Trump
Picu Krisis Global
Smith Alhadar ; Penasihat ISMES;
Direktur Eksekutif
Institute for Democracy Education
|
KOMPAS,
24 Oktober
2017
Di tengah ketidakpastian Timur
Tengah, pada 13 Oktober lalu Presiden AS Donald Trump berpidato ihwal
strategi kebijakan Pemerintah AS terhadap Iran terkait Rencana Aksi
Komprehensif Bersama (JCPOA) atau kesepakatan nuklir Iran.
Kesepakatan itu merupakan hasil
negosiasi empat tahun antara Iran dan lima negara anggota tetap DK PBB (AS,
Rusia, Inggris, Perancis, dan China) plus Jerman dan Uni Eropa (UE). Isinya
mengharuskan Iran menghilangkan seluruh potensi senjata nuklir. Sebagai
imbalan, sanksi ekonomi dan finansial dicabut. Aset-aset Iran di bank-bank
Barat sekitar 100 miliar dollar AS juga dicairkan. Sejak ditandatangani
Oktober 2015 hingga kini, Iran taat kesepakatan.
Persoalannya, Trump menganggap
itu kesepakatan terburuk AS. Di matanya, dana besar yang diperoleh Iran dan
pencabutan sanksi ekonomi justru membuat negara itu lebih leluasa menjalankan
politik sektarian, agresif, dan ekspansif. Memang Iran mencengkeram Irak,
mengirim tentara untuk menopang rezim Presiden Bashar al-Assad di Suriah,
memberikan bantuan senjata dan finansial kepada milisi Hizbullah di Lebanon,
membantu Hamas di Palestina, dan mendukung Houthi di Yaman.
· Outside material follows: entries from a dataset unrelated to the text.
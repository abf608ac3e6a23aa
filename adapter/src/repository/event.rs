use async_trait::async_trait;
use derive_new::new;
use kernel::model::event::{
    event::{CreateEvent, DeleteEvent, EventListOptions, UpdateEvent},
    Event,
};
use kernel::model::id::{EventId, UserId};
use kernel::model::list::PaginatedList;
use kernel::repository::event::EventRepository;
use shared::error::{AppError, AppResult};

use crate::database::model::event::{EventRow, PaginatedEventRow};
use crate::database::ConnectionPool;

#[derive(new)]
pub struct EventRepositoryImpl {
    db: ConnectionPool,
}

#[async_trait]
impl EventRepository for EventRepositoryImpl {
    async fn create(&self, event: CreateEvent, organizer_id: UserId) -> AppResult<EventId> {
        let event_id = EventId::new();
        let res = sqlx::query(
            r#"
                INSERT INTO events (event_id, name, description, venue, start_date, created_by)
                VALUES ($1, $2, $3, $4, $5, $6)
            "#,
        )
        .bind(event_id)
        .bind(&event.name)
        .bind(&event.description)
        .bind(&event.venue)
        .bind(event.start_date)
        .bind(organizer_id)
        .execute(self.db.inner_ref())
        .await
        .map_err(AppError::SpecificOperationError)?;

        if res.rows_affected() < 1 {
            return Err(AppError::NoRowsAffectedError(
                "No event record has been created".into(),
            ));
        }

        Ok(event_id)
    }

    async fn find_all(&self, options: EventListOptions) -> AppResult<PaginatedList<Event>> {
        let EventListOptions { limit, offset } = options;

        // 件数とページ内のイベント ID を先に取得し、その後に本体を引く
        let rows: Vec<PaginatedEventRow> = sqlx::query_as(
            r#"
                SELECT COUNT(*) OVER() AS total, event_id
                FROM events
                ORDER BY start_date ASC
                LIMIT $1
                OFFSET $2
            "#,
        )
        .bind(limit)
        .bind(offset)
        .fetch_all(self.db.inner_ref())
        .await
        .map_err(AppError::SpecificOperationError)?;

        let total = rows.first().map(|r| r.total).unwrap_or_default();
        let event_ids: Vec<uuid::Uuid> = rows.into_iter().map(|r| r.event_id.raw()).collect();

        let rows: Vec<EventRow> = sqlx::query_as(
            r#"
                SELECT
                    e.event_id,
                    e.name,
                    e.description,
                    e.venue,
                    e.start_date,
                    e.created_by AS owned_by,
                    u.user_name AS owner_name
                FROM events AS e
                INNER JOIN users AS u ON e.created_by = u.user_id
                WHERE e.event_id = ANY($1)
                ORDER BY e.start_date ASC
            "#,
        )
        .bind(&event_ids)
        .fetch_all(self.db.inner_ref())
        .await
        .map_err(AppError::SpecificOperationError)?;

        Ok(PaginatedList {
            total,
            limit,
            offset,
            items: rows.into_iter().map(Event::from).collect(),
        })
    }

    async fn find_by_id(&self, event_id: EventId) -> AppResult<Option<Event>> {
        let row: Option<EventRow> = sqlx::query_as(
            r#"
                SELECT
                    e.event_id,
                    e.name,
                    e.description,
                    e.venue,
                    e.start_date,
                    e.created_by AS owned_by,
                    u.user_name AS owner_name
                FROM events AS e
                INNER JOIN users AS u ON e.created_by = u.user_id
                WHERE e.event_id = $1
            "#,
        )
        .bind(event_id)
        .fetch_optional(self.db.inner_ref())
        .await
        .map_err(AppError::SpecificOperationError)?;

        Ok(row.map(Event::from))
    }

    async fn update(&self, event: UpdateEvent) -> AppResult<()> {
        // created_by は更新対象に含めない。
        // 主催者以外による更新は 0 行更新となり、存在しない場合と区別しない
        let res = sqlx::query(
            r#"
                UPDATE events
                SET
                    name = COALESCE($3, name),
                    description = COALESCE($4, description),
                    venue = COALESCE($5, venue),
                    start_date = COALESCE($6, start_date)
                WHERE event_id = $1 AND created_by = $2
            "#,
        )
        .bind(event.event_id)
        .bind(event.requested_user)
        .bind(event.name)
        .bind(event.description)
        .bind(event.venue)
        .bind(event.start_date)
        .execute(self.db.inner_ref())
        .await
        .map_err(AppError::SpecificOperationError)?;

        if res.rows_affected() < 1 {
            return Err(AppError::EntityNotFound(
                "specified event not found".into(),
            ));
        }

        Ok(())
    }

    async fn delete(&self, event: DeleteEvent) -> AppResult<()> {
        let res = sqlx::query(
            r#"
                DELETE FROM events
                WHERE event_id = $1 AND created_by = $2
            "#,
        )
        .bind(event.event_id)
        .bind(event.requested_user)
        .execute(self.db.inner_ref())
        .await
        .map_err(AppError::SpecificOperationError)?;

        if res.rows_affected() < 1 {
            return Err(AppError::EntityNotFound(
                "specified event not found".into(),
            ));
        }

        Ok(())
    }
}

#[cfg(test)]
mod tests {
    use super::*;
    use crate::repository::user::UserRepositoryImpl;
    use chrono::{TimeZone, Utc};
    use kernel::model::role::Role;
    use kernel::model::user::event::{CreateUser, UpdateUserRole};
    use kernel::repository::user::UserRepository;

    async fn insert_staff(pool: &sqlx::PgPool, email: &str) -> anyhow::Result<UserId> {
        let repo = UserRepositoryImpl::new(ConnectionPool::new(pool.clone()));
        let user = repo
            .create(CreateUser {
                user_name: "Staff".into(),
                email: email.into(),
                password: "test-password".into(),
            })
            .await?;
        repo.update_role(UpdateUserRole {
            user_id: user.user_id,
            role: Role::Staff,
        })
        .await?;
        Ok(user.user_id)
    }

    #[sqlx::test(migrations = "../migrations")]
    async fn test_register_and_list_events(pool: sqlx::PgPool) -> anyhow::Result<()> {
        let staff_id = insert_staff(&pool, "staff@example.com").await?;
        let repo = EventRepositoryImpl::new(ConnectionPool::new(pool));

        let later = repo
            .create(
                CreateEvent {
                    name: "Meetup".into(),
                    description: "Monthly meetup".into(),
                    venue: "Room B".into(),
                    start_date: Utc.with_ymd_and_hms(2025, 6, 1, 18, 0, 0).unwrap(),
                },
                staff_id,
            )
            .await?;
        let earlier = repo
            .create(
                CreateEvent {
                    name: "Expo".into(),
                    description: "Annual expo".into(),
                    venue: "Hall A".into(),
                    start_date: Utc.with_ymd_and_hms(2025, 5, 1, 10, 0, 0).unwrap(),
                },
                staff_id,
            )
            .await?;

        let list = repo
            .find_all(EventListOptions {
                limit: 20,
                offset: 0,
            })
            .await?;
        assert_eq!(list.total, 2);
        // 開始日時の昇順で返る
        assert_eq!(list.items[0].event_id, earlier);
        assert_eq!(list.items[1].event_id, later);

        let found = repo.find_by_id(earlier).await?.unwrap();
        assert_eq!(found.name, "Expo");
        assert_eq!(found.organizer.organizer_id, staff_id);

        Ok(())
    }

    #[sqlx::test(migrations = "../migrations")]
    async fn test_only_the_organizer_can_update_or_delete(
        pool: sqlx::PgPool,
    ) -> anyhow::Result<()> {
        let owner_id = insert_staff(&pool, "owner@example.com").await?;
        let other_id = insert_staff(&pool, "other@example.com").await?;
        let repo = EventRepositoryImpl::new(ConnectionPool::new(pool));

        let event_id = repo
            .create(
                CreateEvent {
                    name: "Expo".into(),
                    description: "".into(),
                    venue: "Hall A".into(),
                    start_date: Utc.with_ymd_and_hms(2025, 5, 1, 10, 0, 0).unwrap(),
                },
                owner_id,
            )
            .await?;

        let res = repo
            .update(UpdateEvent {
                event_id,
                name: Some("Hijacked".into()),
                description: None,
                venue: None,
                start_date: None,
                requested_user: other_id,
            })
            .await;
        assert!(matches!(res, Err(AppError::EntityNotFound(_))));

        repo.update(UpdateEvent {
            event_id,
            name: Some("Expo 2025".into()),
            description: None,
            venue: None,
            start_date: None,
            requested_user: owner_id,
        })
        .await?;
        let found = repo.find_by_id(event_id).await?.unwrap();
        assert_eq!(found.name, "Expo 2025");
        // 他の項目は維持される
        assert_eq!(found.venue, "Hall A");

        let res = repo
            .delete(DeleteEvent {
                event_id,
                requested_user: other_id,
            })
            .await;
        assert!(matches!(res, Err(AppError::EntityNotFound(_))));

        repo.delete(DeleteEvent {
            event_id,
            requested_user: owner_id,
        })
        .await?;
        assert!(repo.find_by_id(event_id).await?.is_none());

        Ok(())
    }
}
Perencanaan, operasi intelijen,
dan militer di sejumlah negara itu dijalankan Pasukan Quds dari Korps Garda
Revolusi Iran (IRGC). Pada hari Trump berpidato, Kementerian Keuangan AS
menjatuhkan sanksi larangan berbisnis dengan individu dan entitas terkait
IRGC.
IRGC kena sanksi karena
dianggap menguasai porsi terbesar ekonomi Iran. Sanksi diharapkan membatasi
ruang gerak IRGC terkait program rudal balistik. Memang, kesepakatan nuklir
tidak mencantumkan program rudal balistik Iran, tetapi pascakesepakatan,
menyusul uji coba rudal balistik Iran yang bisa menjangkau hingga Israel,
membuat DK PBB mengeluarkan Resolusi No 2234 yang melarang Iran membuat rudal
balistik. Resolusi itu menjadi bagian dari kesepakatan nuklir Iran.
Meski rudal balistik Iran tidak
dirancang untuk keperluan senjata nuklir, Trump memandang uji coba itu
mencederai spirit kesepakatan nuklir. Kebijakan Trump ini didukung Israel,
Arab Saudi, dan Uni Emirat Arab yang merasa terkepung oleh negara-negara
klien Iran.
Dunia menentang
Kendati sekutu Timur Tengah
mendukung, UE, Inggris, Perancis, Jerman, Rusia, dan China menentang
kebijakan Trump. Sebagai kesepakatan internasional, AS tidak berhak
mengutak-atiknya. Dengan merusak kesepakatan internasional, Trump merusak
kredibilitas AS dan dapat memicu krisis global.
Memang Trump tidak mundur dari
kesepakatan, tetapi dengan tidak mengesahkan kesepakatan itu, Partai Republik
yang mendominasi kongres dan sejak awal menentang kesepakatan akan mendorong
pengembalian sanksi atas Iran. Ini preseden buruk, bisa membuat Iran dan
negara-negara lain tidak mematuhi kesepakatan internasional.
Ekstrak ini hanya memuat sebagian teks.